2,1%: a grande vitória que não é de esquerda

Quando virem um hospital sem meios lembrem-se da obsessão de Costa com o défice de 2,1%, mais baixo do que pedia Bruxelas.

A vitória de Mário Centeno foi devidamente cantada pelo seu autor que ontem, com pompa e circunstância, anunciou ter conseguido o défice mais baixo da democracia «sem recursos a milagres e a habilidades». Não é bem assim: houve uma «habilidade» mais do que clara quando Mário Centeno desatou a cativar – o que quer dizer, na prática, cortar – tudo o que via no Orçamento de Estado de 2016. Esse foi o famoso ‘plano B’ que Bruxelas exigiu e o Governo cumpriu ‘como bom aluno’. Claro que como não dava jeito a Costa dar a ideia de que era o tal ‘bom aluno’ – Centeno importar-se-ia menos com isso – todos os dias tanto primeiro-ministro como ministro das Finanças negavam a existência de um ‘plano B’ numa espécie de comédia de enganos em que Costa é especialista desde pequenino. E, até ver, tem tido sorte na vida.
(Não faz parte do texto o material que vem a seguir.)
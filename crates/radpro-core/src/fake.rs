//! In-memory device used by tests to script replies per protocol key.

use std::collections::{HashMap, VecDeque};
use std::io;
use std::sync::{Arc, Mutex, MutexGuard};

use async_trait::async_trait;

use crate::error::{ConnectionError, FailureKind, TransportError};
use crate::transport::{Response, Transport};

#[derive(Debug, Clone)]
pub enum Step {
    Reply(String),
    NoValue,
    Fail,
}

#[derive(Default)]
struct Device {
    steady: HashMap<String, Step>,
    queued: HashMap<String, VecDeque<Step>>,
    requests: Vec<String>,
    refuse_open: bool,
    open: bool,
    close_calls: u32,
}

/// Cloneable handle; every clone drives the same scripted device.
#[derive(Clone, Default)]
pub struct ScriptedTransport {
    device: Arc<Mutex<Device>>,
}

impl ScriptedTransport {
    pub fn new() -> Self {
        Self::default()
    }

    fn device(&self) -> MutexGuard<'_, Device> {
        self.device.lock().expect("scripted device lock")
    }

    /// Answer `OK <value>` for `key` until changed.
    pub fn reply(&self, key: &str, value: &str) -> &Self {
        self.device()
            .steady
            .insert(key.to_string(), Step::Reply(value.to_string()));
        self
    }

    /// Queue a one-shot step for `key`, used before the steady reply.
    pub fn then(&self, key: &str, step: Step) -> &Self {
        self.device()
            .queued
            .entry(key.to_string())
            .or_default()
            .push_back(step);
        self
    }

    pub fn refuse_open(&self) -> &Self {
        self.device().refuse_open = true;
        self
    }

    pub fn requests(&self) -> Vec<String> {
        self.device().requests.clone()
    }

    pub fn clear_requests(&self) {
        self.device().requests.clear();
    }

    pub fn is_open(&self) -> bool {
        self.device().open
    }

    pub fn close_calls(&self) -> u32 {
        self.device().close_calls
    }
}

#[async_trait]
impl Transport for ScriptedTransport {
    fn endpoint(&self) -> &str {
        "/dev/scripted"
    }

    async fn open(&mut self) -> Result<(), ConnectionError> {
        let mut device = self.device();
        if device.refuse_open {
            return Err(ConnectionError {
                endpoint: "/dev/scripted".to_string(),
                kind: FailureKind::DeviceMissing,
                message: "no such device".to_string(),
            });
        }
        device.open = true;
        Ok(())
    }

    async fn send_and_receive(&mut self, line: &str) -> Result<Response, TransportError> {
        let mut device = self.device();
        device.requests.push(line.to_string());
        let key = line.split_whitespace().nth(1).unwrap_or_default().to_string();
        let queued = device.queued.get_mut(&key).and_then(VecDeque::pop_front);
        let step = match queued {
            Some(step) => step,
            None => device.steady.get(&key).cloned().unwrap_or(Step::NoValue),
        };

        match step {
            Step::Reply(value) => Ok(Response::Ok(value)),
            Step::NoValue => Ok(Response::NoValue),
            Step::Fail => {
                device.open = false;
                Err(TransportError::io(io::Error::new(
                    io::ErrorKind::BrokenPipe,
                    "scripted failure",
                )))
            }
        }
    }

    async fn close(&mut self) {
        let mut device = self.device();
        device.close_calls += 1;
        device.open = false;
    }
}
Nenhum partido de esquerda pode dar saltos de alegria com este número do défice que só tinha sido antes conseguido em ditadura. É verdade que os constrangimentos europeus ilegalizaram a esquerda – ou seja, dificilmente políticas sociais-democratas conseguem ser desenvolvidas com o garrote do «défice zero». É bom para Portugal que o país saia do Procedimento por Défice Excessivo mas é doloroso ver a esquerda (pelo menos alguma) aos saltos de alegria por conseguir um objetivo imposto pela política de direita que governa a Europa. É o mundo ao contrário, uma coisa que acontece muitas vezes. 

Claro que os parceiros que sustentam o Governo não puderam partilhar o foguetório do Governo e do PS. Era demais. Mariana Mortágua distanciou-se: o país continua «a sacrificar a despesa pública e o interesse do país apenas para ter um número que deixe Bruxelas um pouco mais contente no seu radicalismo de redução de défice». Paulo Sá, do PCP, disse que este número teve um custo que foi «a redução significativa do investimento público em 2016». É preciso recordar que Bruxelas tinha pedido um défice de 2,5%. Se Passos Coelho era acusado de ir além da troika, Costa segue o mesmo caminho. A troika já não está cá, mas Costa mantém, no seu estilo camaleónico, a cena ancestral do ‘bom aluno’. Quando virem um hospital sem meios, lembrem-se da obsessão de Costa.